Exercise: Your answer should be one number: the count of lines in the data below that include "TcpListener".

Records from a data collection:

————————

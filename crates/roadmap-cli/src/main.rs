//! Roadmap CLI
//!
//! Serves the planner API, prints the curriculum, asks the tutor, generates
//! study content for one task, and writes progress reports.

use std::net::SocketAddr;
use std::path::{Path, PathBuf};
use std::process::ExitCode;
use std::sync::Arc;

use clap::{Parser, Subcommand, ValueEnum};
use roadmap_core::{
    create_router, report_input, week_title, AppState, Config, ContentGateway, ContentRequest,
    DailyPlan, GeminiClient, GeneratedContent, TaskStore, TOTAL_WEEKS,
};
use roadmap_report::{json::JsonGenerator, MarkdownGenerator, ReportGenerator};
use tokio::net::TcpListener;
use tracing_subscriber::EnvFilter;

/// Default port for the HTTP API server.
const DEFAULT_PORT: u16 = 3000;

/// TOEIC 800 Roadmap - 21-day study planner with an AI tutor
#[derive(Parser, Debug)]
#[command(name = "roadmap")]
#[command(version, about, long_about = None)]
struct Args {
    /// Path to configuration file (default: roadmap.json in current directory)
    #[arg(short, long, value_name = "FILE", global = true)]
    config: Option<String>,

    /// Enable verbose output (sets log level to debug)
    #[arg(short, long, global = true)]
    verbose: bool,

    #[command(subcommand)]
    command: Command,
}

#[derive(Subcommand, Debug)]
enum Command {
    /// Serve the planner HTTP API
    Serve {
        /// Port for the HTTP API server
        #[arg(short, long, default_value_t = DEFAULT_PORT)]
        port: u16,
    },
    /// Print the 21-day curriculum
    Curriculum {
        /// Only print one week (1-3)
        #[arg(
            short,
            long,
            value_parser = clap::value_parser!(u32).range(1..=i64::from(TOTAL_WEEKS))
        )]
        week: Option<u32>,

        /// Print JSON instead of a checklist
        #[arg(long)]
        json: bool,
    },
    /// Ask the AI tutor a question
    Ask {
        /// The question
        #[arg(value_name = "QUESTION")]
        question: String,

        /// Session-context label (default from config)
        #[arg(long)]
        context: Option<String>,
    },
    /// Generate study content for a task
    Study {
        /// Task id, e.g. d3-2
        #[arg(value_name = "TASK_ID")]
        task_id: String,
    },
    /// Write a progress report
    Report {
        /// Task ids to mark as completed before reporting
        #[arg(long, value_delimiter = ',', value_name = "IDS")]
        completed: Vec<String>,

        /// Output format
        #[arg(short, long, value_enum, default_value_t = ReportFormat::Md)]
        format: ReportFormat,

        /// Write to a file instead of stdout
        #[arg(short, long, value_name = "FILE")]
        output: Option<PathBuf>,
    },
}

#[derive(ValueEnum, Debug, Clone, Copy, PartialEq, Eq)]
enum ReportFormat {
    /// Markdown
    Md,
    /// Pretty-printed JSON
    Json,
}

#[tokio::main]
async fn main() -> ExitCode {
    let args = Args::parse();

    // Priority: RUST_LOG env var > --verbose flag > default (info)
    let filter = if args.verbose {
        EnvFilter::try_from_default_env().unwrap_or_else(|_| EnvFilter::new("debug"))
    } else {
        EnvFilter::try_from_default_env().unwrap_or_else(|_| EnvFilter::new("info"))
    };

    tracing_subscriber::fmt().with_env_filter(filter).init();

    tracing::debug!(config = ?args.config, "Config file");

    match run(args).await {
        Ok(()) => ExitCode::SUCCESS,
        Err(e) => {
            eprintln!("Error: {e}");
            ExitCode::from(1)
        }
    }
}

async fn run(args: Args) -> anyhow::Result<()> {
    let config = load_config(args.config.as_deref())?;

    match args.command {
        Command::Serve { port } => serve(config, port).await,
        Command::Curriculum { week, json } => print_curriculum(week, json),
        Command::Ask { question, context } => ask(&config, &question, context.as_deref()).await,
        Command::Study { task_id } => study(&config, &task_id).await,
        Command::Report {
            completed,
            format,
            output,
        } => report(&completed, format, output.as_deref()),
    }
}

/// Loads configuration from a file or the current directory.
fn load_config(config_path: Option<&str>) -> anyhow::Result<Config> {
    match config_path {
        Some(path_str) => {
            let path = Path::new(path_str);
            if !path.exists() {
                anyhow::bail!(
                    "Config file not found: '{}'\n\nSuggestion: Check the path or remove the --config flag to use defaults",
                    path.display()
                );
            }
            Config::load_from_file(path).map_err(|e| anyhow::anyhow!("{e}"))
        }
        None => Config::load().map_err(|e| anyhow::anyhow!("{e}")),
    }
}

/// Resolves the credential and builds the model client.
fn connect(config: &Config) -> anyhow::Result<Arc<GeminiClient>> {
    let client = GeminiClient::from_env(config).map_err(|e| anyhow::anyhow!("{e}"))?;
    tracing::debug!(base_url = %config.api_base_url, model = %config.model, "Model client ready");
    Ok(Arc::new(client))
}

// ============================================================================
// Commands
// ============================================================================

async fn serve(config: Config, port: u16) -> anyhow::Result<()> {
    let model = connect(&config)?;
    print_config(&config);

    let router = create_router(AppState::new(config, model));
    let addr = SocketAddr::from(([127, 0, 0, 1], port));
    let listener = TcpListener::bind(addr).await.map_err(|e| {
        anyhow::anyhow!(
            "Failed to bind to {addr}: {e}\n\nSuggestion: Use --port to specify a different port"
        )
    })?;

    println!("Roadmap API running on http://{addr}");
    tracing::info!(%addr, "HTTP server listening");

    axum::serve(listener, router)
        .with_graceful_shutdown(shutdown_signal())
        .await?;

    tracing::info!("HTTP server stopped");
    Ok(())
}

async fn shutdown_signal() {
    if let Err(e) = tokio::signal::ctrl_c().await {
        tracing::error!(error = %e, "Failed to listen for Ctrl-C");
    }
}

fn print_curriculum(week: Option<u32>, json: bool) -> anyhow::Result<()> {
    let store = TaskStore::new();
    let days: Vec<&DailyPlan> = store
        .plans()
        .iter()
        .filter(|plan| week.map_or(true, |w| plan.week() == w))
        .collect();

    if json {
        println!("{}", serde_json::to_string_pretty(&days)?);
        return Ok(());
    }

    let mut current_week = 0;
    for plan in days {
        if plan.week() != current_week {
            current_week = plan.week();
            println!();
            println!("== {} ==", week_title(current_week).unwrap_or_default());
        }
        println!();
        println!("Day {:>2} · {} ({}분)", plan.day, plan.theme, plan.total_minutes());
        for task in &plan.tasks {
            let check = if task.is_completed { "x" } else { " " };
            println!(
                "  [{check}] {:<6} {:<9} {:>3}분  {}",
                task.id,
                task.kind.to_string(),
                task.duration,
                task.title
            );
        }
    }
    Ok(())
}

async fn ask(config: &Config, question: &str, context: Option<&str>) -> anyhow::Result<()> {
    let question = question.trim();
    if question.is_empty() {
        anyhow::bail!("Question must not be blank");
    }

    let gateway = ContentGateway::new(connect(config)?, config);
    let context = context.unwrap_or(config.tutor_context.as_str());
    let reply = gateway.tutor_reply(question, context).await;
    println!("{reply}");
    Ok(())
}

async fn study(config: &Config, task_id: &str) -> anyhow::Result<()> {
    let store = TaskStore::new();
    let Some(task) = store.find_task(task_id) else {
        anyhow::bail!(
            "Unknown task '{task_id}'\n\nSuggestion: Run `roadmap curriculum` to list task ids"
        );
    };

    let gateway = ContentGateway::new(connect(config)?, config);
    let request = ContentRequest::for_task(task);
    let plan = request.plan();
    println!(
        "Generating {} min session for {} ({} quizzes, {} examples)...",
        task.duration, task.title, plan.quiz_count, plan.example_count
    );

    match gateway.study_content(&request).await {
        Some(content) => {
            print_content(&content);
            Ok(())
        }
        None => anyhow::bail!("Study content is unavailable. Try again in a moment."),
    }
}

fn report(completed: &[String], format: ReportFormat, output: Option<&Path>) -> anyhow::Result<()> {
    let mut store = TaskStore::new();
    for id in completed {
        let outcome = store.toggle(id.trim());
        if !outcome.found() {
            tracing::warn!(task_id = %id, "Unknown task id ignored");
        }
    }

    let input = report_input(&store);
    let report = ReportGenerator::new(&input).generate()?;

    match (format, output) {
        (ReportFormat::Json, Some(path)) => JsonGenerator::new(&report).write_to_file(path, true)?,
        (ReportFormat::Json, None) => {
            println!("{}", JsonGenerator::new(&report).generate_pretty()?);
        }
        (ReportFormat::Md, Some(path)) => {
            std::fs::write(path, MarkdownGenerator::new(&report).generate())?;
        }
        (ReportFormat::Md, None) => print!("{}", MarkdownGenerator::new(&report).generate()),
    }

    if let Some(path) = output {
        println!("Report written to {}", path.display());
    }
    Ok(())
}

// ============================================================================
// Helpers
// ============================================================================

fn print_config(config: &Config) {
    println!("Configuration loaded:");
    println!("  Model: {}", config.model);
    println!("  API base URL: {}", config.api_base_url);
    println!("  Tutor temperature: {}", config.tutor_temperature);
}

fn print_content(content: &GeneratedContent) {
    println!();
    println!("{}", content.lesson);

    println!();
    println!("Examples:");
    for (i, example) in content.examples.iter().enumerate() {
        println!("  {}. {}", i + 1, example.sentence);
        println!("     {}", example.translation);
    }

    for (i, quiz) in content.quizzes.iter().enumerate() {
        println!();
        println!("Quiz {}/{}: {}", i + 1, content.quizzes.len(), quiz.question);
        for (j, option) in quiz.options.iter().enumerate() {
            let marker = if quiz.is_correct(j) { "*" } else { " " };
            println!("  {marker} {}) {option}", j + 1);
        }
        println!("  → {}", quiz.explanation);
    }
}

————————

Finished exercise: 2